If a veteran is diagnosed with PTSD during a period of active military service, there is a lower burden of proof for stressor corroboration evidence. If the claimed stressor is related to that service, the stressor is consistent with the circumstances of that service, and there is no clear and convincing evidence to the contrary, the veteran’s own statements may be used to establish the occurrence of the claimed stressor. The lower burden of proof applies to claims pending on or filed after October 29, 2008.

Another important thing to note is that if a veteran is released from service because of a mental disorder that developed as a result of a highly stressful event in service, the veteran must be awarded a disability rating of not less than 50 percent and be scheduled for a reevaluation within 6 months.

Go to step 3.

Is the stressor related to fear of hostile military or terrorist activity?

PTSD Related to Fear of Hostile Military or Terrorist Activity

A veteran who is diagnosed with PTSD that is related to fear of hostile military or terrorist activity does not need to provide stressor corroboration evidence as long as a VA psychologist or psychiatrist has diagnosed the PTSD and says that the stressor is related to the veteran’s fear of hostile military or terrorist activity. If a veteran’s stressor is adequate to support a diagnosis of PTSD, that stressor is consistent with the circumstances of the veteran’s service, and there is no clear and convincing evidence to the contrary, the veteran’s own statements may be used to establish the occurrence of the claimed stressor.

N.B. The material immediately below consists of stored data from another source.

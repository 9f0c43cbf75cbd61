use std::fmt;
use std::str::FromStr;

use chrono::{DateTime, Utc};
use serde::{Deserialize, Serialize};
use uuid::Uuid;

macro_rules! id_type {
    ($(#[$meta:meta])* $name:ident) => {
        $(#[$meta])*
        #[derive(Debug, Clone, Copy, PartialEq, Eq, Hash, PartialOrd, Ord, Serialize, Deserialize)]
        #[serde(transparent)]
        pub struct $name(pub Uuid);

        impl $name {
            pub fn new() -> Self {
                Self(Uuid::new_v4())
            }
        }

        impl Default for $name {
            fn default() -> Self {
                Self::new()
            }
        }

        impl fmt::Display for $name {
            fn fmt(&self, f: &mut fmt::Formatter<'_>) -> fmt::Result {
                self.0.fmt(f)
            }
        }

        impl FromStr for $name {
            type Err = uuid::Error;

            fn from_str(s: &str) -> Result<Self, Self::Err> {
                Uuid::parse_str(s).map(Self)
            }
        }

        impl From<Uuid> for $name {
            fn from(id: Uuid) -> Self {
                Self(id)
            }
        }
    };
}

id_type!(
    /// A message in a channel, conversation or thread.
    MessageId
);
id_type!(
    /// A user's membership in one workspace.
    MemberId
);
id_type!(ChannelId);
id_type!(ConversationId);
id_type!(WorkspaceId);
id_type!(UserId);

/// Opaque identifier handed out by blob storage after an upload.
#[derive(Debug, Clone, PartialEq, Eq, Hash, Serialize, Deserialize)]
#[serde(transparent)]
pub struct StorageId(pub String);

impl fmt::Display for StorageId {
    fn fmt(&self, f: &mut fmt::Formatter<'_>) -> fmt::Result {
        f.write_str(&self.0)
    }
}

#[derive(Debug, Clone, Copy, PartialEq, Eq, Hash, Serialize, Deserialize)]
#[serde(rename_all = "lowercase")]
pub enum Role {
    Admin,
    Member,
}

impl Role {
    pub fn as_str(&self) -> &'static str {
        match self {
            Self::Admin => "admin",
            Self::Member => "member",
        }
    }
}

impl FromStr for Role {
    type Err = String;

    fn from_str(s: &str) -> Result<Self, Self::Err> {
        match s {
            "admin" => Ok(Self::Admin),
            "member" => Ok(Self::Member),
            other => Err(format!("unknown role: {other}")),
        }
    }
}

#[derive(Debug, Clone, PartialEq, Eq, Serialize, Deserialize)]
#[serde(rename_all = "camelCase")]
pub struct UserProfile {
    pub id: UserId,
    pub name: String,
    pub email: Option<String>,
    pub image: Option<String>,
}

/// One row per (user, workspace) pair.
#[derive(Debug, Clone, PartialEq, Eq, Serialize, Deserialize)]
#[serde(rename_all = "camelCase")]
pub struct Member {
    pub id: MemberId,
    pub workspace_id: WorkspaceId,
    pub user: UserProfile,
    pub role: Role,
}

#[derive(Debug, Clone, PartialEq, Eq, Serialize, Deserialize)]
#[serde(rename_all = "camelCase")]
pub struct Workspace {
    pub id: WorkspaceId,
    pub name: String,
    pub owner_id: UserId,
    pub join_code: String,
    #[serde(with = "chrono::serde::ts_milliseconds")]
    pub created_at: DateTime<Utc>,
}

#[derive(Debug, Clone, PartialEq, Eq, Serialize, Deserialize)]
#[serde(rename_all = "camelCase")]
pub struct Channel {
    pub id: ChannelId,
    pub workspace_id: WorkspaceId,
    pub name: String,
    #[serde(with = "chrono::serde::ts_milliseconds")]
    pub created_at: DateTime<Utc>,
}

/// Direct conversation between two members of a workspace.
#[derive(Debug, Clone, PartialEq, Eq, Serialize, Deserialize)]
#[serde(rename_all = "camelCase")]
pub struct Conversation {
    pub id: ConversationId,
    pub workspace_id: WorkspaceId,
    pub member_one: MemberId,
    pub member_two: MemberId,
}

/// Where a message lives. A message belongs to exactly one of these.
#[derive(Debug, Clone, Copy, PartialEq, Eq, Hash, Serialize, Deserialize)]
#[serde(tag = "kind", content = "id", rename_all = "camelCase")]
pub enum MessageTarget {
    Channel(ChannelId),
    Conversation(ConversationId),
}

/// Reply statistics attached to a thread root.
#[derive(Debug, Clone, PartialEq, Eq, Serialize, Deserialize)]
#[serde(rename_all = "camelCase")]
pub struct ThreadSummary {
    pub reply_count: u32,
    #[serde(with = "chrono::serde::ts_milliseconds")]
    pub last_reply_at: DateTime<Utc>,
    pub last_reply_author_name: Option<String>,
    pub last_reply_author_image: Option<String>,
}

/// A single reaction row. At most one row exists per
/// (message, member, value) triple.
#[derive(Debug, Clone, PartialEq, Eq, Hash, Serialize, Deserialize)]
#[serde(rename_all = "camelCase")]
pub struct Reaction {
    pub message_id: MessageId,
    pub member_id: MemberId,
    pub value: String,
}

#[derive(Debug, Clone, PartialEq, Eq, Serialize, Deserialize)]
#[serde(rename_all = "camelCase")]
pub struct Message {
    pub id: MessageId,
    pub workspace_id: WorkspaceId,
    pub author_id: MemberId,
    pub author_name: Option<String>,
    pub author_image: Option<String>,
    pub target: MessageTarget,
    /// Thread root this message replies to. Threads are one level deep.
    pub parent_message_id: Option<MessageId>,
    /// Rich-text document serialized as a string.
    pub body: String,
    pub image: Option<String>,
    #[serde(with = "chrono::serde::ts_milliseconds")]
    pub created_at: DateTime<Utc>,
    #[serde(default, with = "chrono::serde::ts_milliseconds_option")]
    pub updated_at: Option<DateTime<Utc>>,
    pub thread: Option<ThreadSummary>,
    #[serde(default)]
    pub reactions: Vec<Reaction>,
}

impl Message {
    pub fn is_reply(&self) -> bool {
        self.parent_message_id.is_some()
    }

    pub fn is_edited(&self) -> bool {
        self.updated_at.is_some()
    }
}
//! Dismissible user-facing notices raised by flows and controllers.

use std::collections::VecDeque;
use std::sync::{Arc, Mutex, PoisonError};

#[derive(Debug, Clone, Copy, PartialEq, Eq)]
pub enum NoticeLevel {
    Success,
    Error,
}

#[derive(Debug, Clone, PartialEq, Eq)]
pub struct Notice {
    pub level: NoticeLevel,
    pub text: String,
}

impl Notice {
    pub fn success(text: impl Into<String>) -> Self {
        Self {
            level: NoticeLevel::Success,
            text: text.into(),
        }
    }

    pub fn error(text: impl Into<String>) -> Self {
        Self {
            level: NoticeLevel::Error,
            text: text.into(),
        }
    }
}

/// Shared FIFO of pending notices. Clones share the queue.
#[derive(Debug, Clone, Default)]
pub struct Notices {
    queue: Arc<Mutex<VecDeque<Notice>>>,
}

impl Notices {
    pub fn new() -> Self {
        Self::default()
    }

    pub fn push(&self, notice: Notice) {
        self.lock().push_back(notice);
    }

    pub fn success(&self, text: impl Into<String>) {
        self.push(Notice::success(text));
    }

    pub fn error(&self, text: impl Into<String>) {
        self.push(Notice::error(text));
    }

    /// Oldest notice still showing.
    pub fn peek(&self) -> Option<Notice> {
        self.lock().front().cloned()
    }

    pub fn dismiss(&self) -> Option<Notice> {
        self.lock().pop_front()
    }

    pub fn drain(&self) -> Vec<Notice> {
        self.lock().drain(..).collect()
    }

    pub fn len(&self) -> usize {
        self.lock().len()
    }

    pub fn is_empty(&self) -> bool {
        self.lock().is_empty()
    }

    fn lock(&self) -> std::sync::MutexGuard<'_, VecDeque<Notice>> {
        self.queue.lock().unwrap_or_else(PoisonError::into_inner)
    }
}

What is fear of hostile military or terrorist activity? The veteran must have experienced, witnessed, or been confronted with an event or circumstance that involved actual or threatened death or serious injury, or a threat to the physical integrity of the vet or others, such as from an actual or potential improvised explosive device; vehicle-embedded explosive device; incoming artillery, rocket, or mortar fire; grenade; small arms fire, including suspected sniper fire; or attack upon friendly military aircraft, and the veteran’s response to the event or circumstance must have involved a psychological or psycho-physiological state of fear, helplessness, or horror.

This lower burden of proof applies to all veterans, regardless of where they experience the fear of hostile military or terrorist activity, but it does not include sexual assault or hostile criminal actions of US military personnel directed against other US military personnel. It also only applies to claims received on or pending after July 13, 2010. If a veteran has a previously denied PTSD claim, in order to reopen the claim under this lower burden of proof standard, he or she would need a lay statement of his or her fear of hostile military or terrorist activity and service records that show service in an area involving exposure to hostile military or terrorist activity.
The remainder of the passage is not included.